(Eric Rohmer / France / 1963)
■□□□
Le troisième film d'Eric Rohmer intéresse avant tout aujourd'hui d'une part par son inscription dans un mouvement artistique précis, celui de la Nouvelle Vague dont il intègre les principales composantes (tournage dans les rues, jeunesse des protagonistes, goût pour la provocation verbale ou comportementale) et d'autre part par son appartenance à la série des Contes moraux. Deuxième numéro de cette collection, après La boulangère de Monceau, La carrière de Suzanne, comme les autres opus rohmériens, part d'une proposition narrative claire et semble établir un programme tout en s'ingéniant à l'ouvrir au final à l'imprévu.
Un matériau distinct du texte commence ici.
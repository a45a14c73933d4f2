// All LLM prompt constants for the case-study pipeline.
// System prompts live in llm_client::prompts; these are the user messages.

/// Case-study generation prompt. Replace `{sections}` with the assembled
/// non-empty sections before sending.
pub const CASE_STUDY_PROMPT_TEMPLATE: &str = r#"Generate a comprehensive case study in APA 7th edition format about AI implementation in an educational context based on the following information.

The case study should be written as a cohesive academic narrative that flows naturally between topics, while covering only these sections that have content:
{sections}

Format guidelines:
- Write in a flowing academic narrative style that connects ideas across sections
- Include ONLY the main section headings as provided above to improve readability
- DO NOT include sections that were not provided in the input
- Do NOT include any subheadings within sections
- Create placeholder for citations for any academic claim.
- The tone should be academic but accessible, with a focus on practical insights

When you need to include a citation, use the format (placeholder: topic) where "topic" briefly describes what the citation is about. For example, (placeholder: AI bias in education) or (placeholder: learning analytics)."#;

/// Per-placeholder citation discovery prompt. Replace `{topic}`.
/// Sent with web search enabled so the model can find a real source.
pub const SOURCE_SEARCH_PROMPT_TEMPLATE: &str = r#"Find a real academic source (journal article or book) that would be appropriate for a citation about: '{topic}'
in the context of AI in education or educational technology implementation.

Return ONLY a properly formatted APA 7th edition reference entry.
Do not include any explanation or additional text."#;

/// Citation integration prompt. Replace `{case_study}` and `{references}`
/// (references newline-joined).
pub const INTEGRATION_PROMPT_TEMPLATE: &str = r#"Below is a case study about AI implementation in education that contains citation placeholders in the format (placeholder: topic).

Please rewrite this case study by:
1. Integrating the following academic references appropriately throughout the text where the placeholders appear
2. Maintaining the exact same content and structure of the original case study
3. Adding a properly formatted References section at the end following APA 7th edition guidelines
4. Using proper in-text citations (Author, Year) that correspond to the references list

Case Study:
{case_study}

Available References to Integrate:
{references}

Important instructions:
- Preserve the academic narrative flow of the case study
- Maintain the EXACT same section structure as the original case study - do not add or remove any sections
- Keep all section headings exactly as they are in the original
- Do NOT add any subheadings
- Maintain all original content and insights
- Only modify the citation placeholders to use proper academic citations
- Use each reference where it is most relevant to the topic being discussed
- Ensure every reference is used at least once in the text
- Add a properly formatted References section at the end"#;

/// Guiding-question generation prompt. Replace `{case_study}`.
pub const QUESTIONS_PROMPT_TEMPLATE: &str = r#"Based on the following case study, generate 5-7 thoughtful questions that could help the author expand and improve their work.
Focus on areas that might be underdeveloped, need more evidence, or could benefit from additional perspectives.

Case study: {case_study}"#;
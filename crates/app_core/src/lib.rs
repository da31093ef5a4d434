//! ImageTagger Core Domain Logic
//!
//! This crate contains:
//! - Tag vocabulary and autocomplete
//! - Tagging session state (event in, effects out)
//! - Keyboard command dispatch
//! - Notifications
//! - Configuration
//! - Error types
//! - Remote tag catalog fetch

pub mod autocomplete;
pub mod catalog;
pub mod command;
pub mod config;
pub mod error;
pub mod notification;
pub mod session;
pub mod vocabulary;

pub use autocomplete::{candidates, Candidate, Direction, TagSearch, NEW_TAG_MARKER};
pub use catalog::{fetch_tag_list, parse_catalog};
pub use command::{Command, CommandDispatcher, KeyChord, KeyScope};
pub use config::{AppConfig, BackendConfig, CatalogConfig, GeneralConfig, TaggingConfig};
pub use error::AppError;
pub use notification::{Notification, NotificationCenter, NotificationKind, Toast};
pub use session::{Effect, Event, FolderContext, SessionImage, SessionState};
pub use vocabulary::TagVocabulary;
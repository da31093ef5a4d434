//! Bottom action bar: submit and skip

use app_core::{Command, Event};
use egui::{Button, RichText, Ui};

pub struct ActionBar;

impl ActionBar {
    pub fn ui(ui: &mut Ui) -> Option<Event> {
        let mut event = None;

        ui.columns(2, |columns| {
            let submit = Button::new(RichText::new("SUBMIT TAGS").strong())
                .shortcut_text("space")
                .min_size(egui::vec2(columns[0].available_width(), 36.0));
            if columns[0].add(submit).clicked() {
                event = Some(Event::Command(Command::Submit));
            }

            let skip = Button::new(RichText::new("SKIP THIS IMAGE").strong())
                .shortcut_text("ctrl + space")
                .min_size(egui::vec2(columns[1].available_width(), 36.0));
            if columns[1].add(skip).clicked() {
                event = Some(Event::Command(Command::Skip));
            }
        });

        event
    }
}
Hâtons-nous de préciser que le film n'égale ni les meilleures oeuvres des jeunes camarades regroupés sous l'étiquette NV, ni les Rohmer suivants (lequel ne donne vraiment la mesure de son immense talent, à mon sens, qu'à partir de Ma nuit chez Maud en 1969).
Bertrand est le meilleur ami de Guillaume, qui saute sur toutes les filles qui passent. Sa dernière proie est Suzanne, qu'il a tôt fait de séduire. Bertrand la trouve trop docile et joue le jeu des petites humiliations imaginées par Guillaume à son encontre, avant de se rendre compte que...
Le chemin est tout tracé. Or, la résolution surprend et remet en cause notre jugement premier sur les personnages. Les femmes sont traîtées, tout le long du film, de manière déplaisante, Rohmer semblant s'accommoder de la misogynie, différemment exprimée mais également détestable, de ses deux héros, avant d'opérer un retournement complet dans les dernières minutes, retournement d'autant plus intéressant qu'il ne consiste pas en un retour de bâton manipulateur mais en l'affirmation d'une liberté féminine dénuée de ressentiment. Ce brusque bouleversement de la perception contribue à "faire travailler" le film dans la tête, une fois le mot "fin" affiché.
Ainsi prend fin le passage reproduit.